Oddly, iOS doesn’t provide any OpenSSL implementation at all — If you want to do anything with crypto (like checking signatures, checksumming, etc.), you have to build in the library yourself.

I came across a great XCode project wrapper for OpenSSL yesterday, by Stephen Lombardo. This is an XCode project file that contains a target to build OpenSSL from source, and works with both Mac and iOS projects.
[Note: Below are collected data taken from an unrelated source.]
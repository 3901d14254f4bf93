//! Quarry Server: the HTTP layer over the chart executor.
//!
//! - **REST**: `POST /api/v1/charts/{chart_id}/data`, `DELETE /api/v1/cache/{fingerprint}`.
//! - **Observability**: `/health`, Prometheus `/metrics`, structured logs and optional OTLP tracing.
use anyhow::Context;
use quarry_common::config::{AppConfig, CacheBackend, CacheSettings};
use quarry_runtime::cache::{QueryCache, RedisCacheStore};
use quarry_runtime::gateway::ExecutionGateway;
use quarry_runtime::security::PolicyRowSecurityResolver;
use quarry_runtime::{ChartExecutor, ChartExecutorOptions};
use quarry_sql::CompilerOptions;
use std::net::SocketAddr;
use std::sync::Arc;
use std::time::Duration;
use tokio::task::JoinHandle;
use tracing::{info, warn};

pub mod api;
pub mod metadata;
pub mod metrics;

pub use api::{create_api_router, create_router, ApiError, Identity};
pub use metadata::PgMetadataStore;

pub struct QuarryServer {
    config_path: String,
}

impl Default for QuarryServer {
    fn default() -> Self {
        Self {
            config_path: "config/quarry.yaml".to_string(),
        }
    }
}

impl QuarryServer {
    pub fn new() -> Self {
        Self::default()
    }

    pub fn with_config(mut self, config_path: impl Into<String>) -> Self {
        self.config_path = config_path.into();
        self
    }

    pub async fn run(self) -> anyhow::Result<()> {
        let config = AppConfig::from_file(&self.config_path)?;
        quarry_common::telemetry::init_tracing(&config.logging, &config.telemetry)?;
        metrics::register_all();

        let gateway = Arc::new(
            ExecutionGateway::connect(&config.gateway)
                .context("Failed to initialize execution gateway")?,
        );
        let metadata = Arc::new(PgMetadataStore::connect(&config.metadata)?);

        let security =
            PolicyRowSecurityResolver::new(metadata.clone()).with_role_directory(metadata.clone());

        let cache = build_cache(&config.cache).await?;

        let executor = Arc::new(ChartExecutor::new(ChartExecutorOptions {
            charts: metadata.clone(),
            datasets: metadata,
            security: Arc::new(security),
            backend: gateway.clone(),
            cache,
            compiler: CompilerOptions::from(&config.compiler),
            query_timeout: Duration::from_secs(config.query.timeout_secs),
            log_literals: config.logging.log_literals,
        }));

        let refresher = spawn_metrics_refresh(executor.clone(), gateway.clone());

        let addr: SocketAddr = config
            .server
            .listen_addr
            .parse()
            .with_context(|| format!("Invalid server.listen_addr '{}'", config.server.listen_addr))?;
        let listener = tokio::net::TcpListener::bind(addr)
            .await
            .with_context(|| format!("Failed to bind {}", addr))?;

        info!(
            name = %config.server.name,
            %addr,
            cache_enabled = config.cache.enabled,
            cache_backend = ?config.cache.backend,
            query_timeout_secs = config.query.timeout_secs,
            "Quarry server listening"
        );

        axum::serve(listener, create_router(executor))
            .with_graceful_shutdown(shutdown_signal())
            .await
            .context("HTTP server error")?;

        info!("Shutting down");
        refresher.abort();
        gateway.close();
        quarry_common::telemetry::shutdown_telemetry();
        Ok(())
    }
}

/// `None` when caching is disabled. An unreachable Redis is logged, not fatal.
async fn build_cache(settings: &CacheSettings) -> anyhow::Result<Option<Arc<QueryCache>>> {
    if !settings.enabled {
        return Ok(None);
    }
    let ttl = Duration::from_secs(settings.ttl_secs);
    let cache = match settings.backend {
        CacheBackend::Memory => QueryCache::in_memory(settings.max_entries, ttl),
        CacheBackend::Redis => {
            let store = RedisCacheStore::connect(&settings.redis)
                .context("Failed to initialize redis cache")?;
            if let Err(e) = store.ping().await {
                warn!(
                    target: "cache",
                    error = %e,
                    "Redis cache unreachable at startup, queries run uncached until it recovers"
                );
            }
            QueryCache::new(Arc::new(store), ttl)
        }
    };
    Ok(Some(Arc::new(cache)))
}

fn spawn_metrics_refresh(
    executor: Arc<ChartExecutor>,
    gateway: Arc<ExecutionGateway>,
) -> JoinHandle<()> {
    let start_time = std::time::Instant::now();
    tokio::spawn(async move {
        loop {
            tokio::time::sleep(metrics::METRICS_REFRESH_INTERVAL).await;

            let active = executor.active_queries();
            let pool = gateway.status();
            metrics::ACTIVE_QUERIES.set(active as i64);
            metrics::POOL_SIZE.set(pool.size as i64);
            metrics::POOL_WAITING.set(pool.waiting as i64);

            info!(
                target: "metrics",
                active_queries = active,
                pool_size = pool.size,
                pool_available = pool.available,
                pool_waiting = pool.waiting,
                uptime_seconds = start_time.elapsed().as_secs(),
            );
        }
    })
}

async fn shutdown_signal() {
    let ctrl_c = async {
        if let Err(e) = tokio::signal::ctrl_c().await {
            tracing::error!("Failed to listen for ctrl-c: {}", e);
        }
    };

    #[cfg(unix)]
    let terminate = async {
        match tokio::signal::unix::signal(tokio::signal::unix::SignalKind::terminate()) {
            Ok(mut sig) => {
                sig.recv().await;
            }
            Err(e) => {
                tracing::error!("Failed to install SIGTERM handler: {}", e);
                std::future::pending::<()>().await;
            }
        }
    };

    #[cfg(not(unix))]
    let terminate = std::future::pending::<()>();

    tokio::select! {
        _ = ctrl_c => {},
        _ = terminate => {},
    }
}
I made some modifications to it, in order to make it work by just dropping in the OpenSSL source tarball, without having to dirty up your source tree with the extracted OpenSSL distribution.

Here’s how to use it:

  1. Download the OpenSSL source.
  2. Put the downloaded OpenSSL source tar.gz into the same folder as openssl.xcodeproj (I put it in Library/openssl within my project tree).
  3. Drag the openssl.xcodeproj file into your main project tree in XCode.
  4. Right-click on your project target, and add openssl.xcodeproj under “Direct Dependencies” on the General tab.
  5. On the Build tab for your project’s target, find the “Header Search Paths” option, and add the path:


    (Assuming you’ve put openssl.xcodeproj at the path Library/openssl — adjust as necessary).

  6. Expand your target’s “Link Binary With Libraries” build stage, and drag libcrypto.a from the openssl.xcodeproj group.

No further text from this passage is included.